1. Anasayfa
  2. Yargıtay 20. Hukuk Dairesi

Yargıtay 20. Hukuk Dairesi E: 2010/5544 K: 2010/8295 T: 14.06.2010


Eylemli orman olduğu anlaşılan dava konusu taşınmazı ve çevresini görmeden ve bitişik ormanın devamı olduğunu bilmeden satın alma, hayatın doğal akışına ve yaşam kurallarına aykırıdır. Tapu kaydı üzerine satış tarihinden önce orman olduğuna dair şerh bulunduğundan satın alan kişi iyiniyetli olarak kabul edilemez.

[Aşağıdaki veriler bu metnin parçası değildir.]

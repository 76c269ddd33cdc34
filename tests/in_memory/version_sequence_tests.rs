//! Version numbering under concurrent pipelines.

use super::helpers::{Harness, harness, zip_source};
use atelier::agent::domain::AgentId;
use atelier::release::ports::{ReleaseRepository, ReleaseRepositoryError};
use eyre::Result;
use rstest::rstest;
use std::sync::Arc;

#[rstest]
#[tokio::test(flavor = "multi_thread")]
async fn concurrent_deploys_get_consecutive_numbers(harness: Harness) -> Result<()> {
    let agent_id = harness.register("demo", zip_source()?).await?;

    let handles: Vec<_> = (0..5)
        .map(|_| {
            let orchestrator = harness.orchestrator.clone();
            let id = agent_id.clone();
            tokio::spawn(async move { orchestrator.deploy(&id).await })
        })
        .collect();
    let mut numbers = Vec::new();
    for handle in handles {
        numbers.push(handle.await??.version.version().value());
    }
    numbers.sort_unstable();

    assert_eq!(numbers, vec![1, 2, 3, 4, 5]);
    let stored: Vec<u32> = harness
        .orchestrator
        .list_versions(&agent_id)
        .await?
        .iter()
        .map(|version| version.version().value())
        .collect();
    assert_eq!(stored, vec![5, 4, 3, 2, 1]);
    let running = harness
        .orchestrator
        .list_deployments(&agent_id)
        .await?
        .iter()
        .filter(|deployment| deployment.status().as_str() == "running")
        .count();
    assert_eq!(running, 1);
    Ok(())
}

#[rstest]
#[tokio::test(flavor = "multi_thread")]
async fn allocation_is_strictly_increasing_across_tasks(harness: Harness) -> Result<()> {
    let agent_id = harness.register("demo", zip_source()?).await?;
    let store = Arc::clone(&harness.store);

    let handles: Vec<_> = (0..32)
        .map(|_| {
            let repo = Arc::clone(&store);
            let id = agent_id.clone();
            tokio::spawn(async move { repo.allocate_next_version(&id).await })
        })
        .collect();
    let mut numbers = Vec::new();
    for handle in handles {
        numbers.push(handle.await??.value());
    }
    numbers.sort_unstable();
    numbers.dedup();

    assert_eq!(numbers, (1..=32).collect::<Vec<u32>>());
    Ok(())
}

#[rstest]
#[tokio::test(flavor = "multi_thread")]
async fn allocation_for_unknown_agent_fails(harness: Harness) -> Result<()> {
    let ghost = AgentId::new("ghost")?;

    let result = harness.store.allocate_next_version(&ghost).await;

    assert!(matches!(result, Err(ReleaseRepositoryError::AgentNotFound(_))));
    Ok(())
}
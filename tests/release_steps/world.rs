//! Shared world state for release BDD scenarios.

use std::sync::Arc;

use atelier::agent::{domain::AgentId, services::AgentRegistryService};
use atelier::release::{
    adapters::{
        ConfigInjector, InMemoryContainerHost, InMemoryImageBuilder, RegistryPublisher,
        ScriptedCommandRunner, SourceRetriever,
    },
    services::{
        PipelineSettings, ReleaseOrchestrator, ReleaseReport, ReleaseServiceError,
        ReleaseToolchain,
    },
};
use atelier::store::InMemoryStore;
use mockable::DefaultClock;
use rstest::fixture;

/// Registry service used by the BDD world.
pub type TestRegistry = AgentRegistryService<InMemoryStore, DefaultClock>;
/// Orchestrator used by the BDD world.
pub type TestOrchestrator = ReleaseOrchestrator<InMemoryStore, InMemoryStore, DefaultClock>;

/// Scenario world for release behaviour tests.
pub struct ReleaseWorld {
    /// Agent registration service.
    pub registry: TestRegistry,
    /// Release orchestrator under test.
    pub orchestrator: TestOrchestrator,
    /// Agent created by the scenario.
    pub agent_id: Option<AgentId>,
    /// Result of the last deploy or rollback attempt.
    pub last_release: Option<Result<ReleaseReport, ReleaseServiceError>>,
}

impl ReleaseWorld {
    /// Creates a world backed by in-memory capabilities.
    #[must_use]
    pub fn new() -> Self {
        let store = Arc::new(InMemoryStore::new());
        let clock = Arc::new(DefaultClock);
        let toolchain = ReleaseToolchain {
            retriever: Arc::new(SourceRetriever::new(Arc::new(ScriptedCommandRunner::new()))),
            injector: ConfigInjector::default(),
            builder: Arc::new(InMemoryImageBuilder::new()),
            publisher: Arc::new(RegistryPublisher::default()),
            deployer: Arc::new(InMemoryContainerHost::new()),
        };
        Self {
            registry: AgentRegistryService::new(Arc::clone(&store), Arc::clone(&clock)),
            orchestrator: ReleaseOrchestrator::new(
                Arc::clone(&store),
                store,
                clock,
                toolchain,
                PipelineSettings::default(),
            ),
            agent_id: None,
            last_release: None,
        }
    }

    /// Returns the scenario's agent.
    ///
    /// # Errors
    ///
    /// Returns an error when no agent was registered yet.
    pub fn agent(&self) -> eyre::Result<AgentId> {
        self.agent_id
            .clone()
            .ok_or_else(|| eyre::eyre!("no agent registered in scenario world"))
    }
}

impl Default for ReleaseWorld {
    fn default() -> Self {
        Self::new()
    }
}

/// Fixture that creates a new scenario world.
#[fixture]
pub fn world() -> ReleaseWorld {
    ReleaseWorld::default()
}

/// Runs an async operation within sync step definitions.
pub fn run_async<T>(future: impl std::future::Future<Output = T>) -> T {
    tokio::task::block_in_place(|| tokio::runtime::Handle::current().block_on(future))
}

Davacı Orman Yönetimi, davalı adına tapuda kayıtlı dava konusu K… Köyü 500 parsel sayılı 17000 m2 yüzölçümündeki taşınmazın kısmen kesinleşen orman kadastro sınırları içinde kaldığından bu bölümün tapusunun iptali ve orman niteliğiyle Hazine adına tescili iddiasıyla dava açmıştır. Mahkemece davanın kabulüne ve dava konusu parselin fen bilirkişi krokisinde (B) ile gösterilen 6956.35 m2 bölümün ifrazı ile orman niteliği ile Hazine adına tapuya tesciline karar verilmiş, hüküm davalı vekili tarafından 14.03.2009 tarihinde yürürlüğe giren 5841 sayılı Yasa ile 3402 sayılı Yasa’nın 12/3. maddesine eklenen hüküm gereğince kararın bozulması istemiyle temyiz edilmiştir.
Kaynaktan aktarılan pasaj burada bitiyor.